Castresana también madrileño, uno de los grandes en la producción de soldaditos de plomo en 45 mm con su Historia militar de España distribuida por la tienda Multicolor en pequeñas cajitas con dos infantes o un soldado de caballería, hizo algunos intentos de pasarse al plástico con el nombre de Marte, destacan entre todos ellos su escuadrón de la Escolta de Franco en plástico de 45 mm al estilo antiguo.
De los nuevos fabricantes que aparecieron de novo con la llegada del plástico destacan Reamsa en Barcelona, una de las más importantes empresas en este sector, mundialmente reconocida y autora de series memorables como la dedicada a la Guerra de la Independencia de 1808, tan bien documentada, realizada por Erik. Respecto a los soldaditos de desfile habrá que esperar a los años 70 con sus figuras grandotas en 60 mm también creadas por el escultor inglés sobre el Ejército español, que posteriormente fueron comercializadas por Gomarsa. Sin embargo, Reamsa en sus inicios también realizó una serie de desfile sobre la Guardia Real inglesa copiando originales de fabricantes ingleses.

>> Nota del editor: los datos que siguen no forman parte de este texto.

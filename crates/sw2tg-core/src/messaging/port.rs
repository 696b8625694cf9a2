use async_trait::async_trait;

use crate::{
    domain::{ChatId, MessageRef},
    messaging::types::{BotCommand, ChatAction, IncomingUpdate, MessagingCapabilities, OutgoingMessage},
    Result,
};

/// Messenger port.
///
/// Implementations send exactly once per call. A platform throttle answer
/// must surface as `Error::RateLimited` so the delivery engine can back off.
#[async_trait]
pub trait MessagingPort: Send + Sync {
    fn capabilities(&self) -> MessagingCapabilities;

    /// Username of the bot account (without `@`).
    async fn bot_username(&self) -> Result<String>;

    /// Send one message. Link previews are always disabled.
    async fn send_message(&self, msg: &OutgoingMessage) -> Result<MessageRef>;

    async fn send_chat_action(&self, chat_id: ChatId, action: ChatAction) -> Result<()>;

    /// Updates with an id of at least `offset`, in arrival order.
    async fn get_updates(&self, offset: i64) -> Result<Vec<IncomingUpdate>>;

    async fn get_commands(&self) -> Result<Vec<BotCommand>>;
    async fn set_commands(&self, commands: &[BotCommand]) -> Result<()>;
}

Jecsan otro de los gigantes de nueva aparición no realizó figuras de desfile militar aunque si en combate con su famosa serie de marines y japoneses sobre el rio Kwai.
Comansi de Barcelona realizó sets sobre los Ejércitos del mundo con figuras de soldados en 60 mm en acción.
Jaime Torres, sobrino de Mariano Sotorres, a principios de los sesenta fundó la marca Torres Maltas y creó múltiples cajas de desfile militar con figuras en 45 mm al estilo antiguo con complementos como jeeps, cañones, etc.
En Madrid apareció un pequeño negocio familiar con el nombre de Aster que hizo una serie de desfile militar buscadísima por los coleccionistas, con peana redonda grabada en su base con el logo de su marca, en unos 50 mm, que incluía Guardia civil, regulares, legionarios, infantería de Marina, etc
Otro fabricante de Madrid Lafredo solo hizo soldados de plástico en combate.
Para más información sobre este tema recomiendo colsultar la monografía "Soldaditos de plástico" del amigo y experto en el tema Juan Hermida.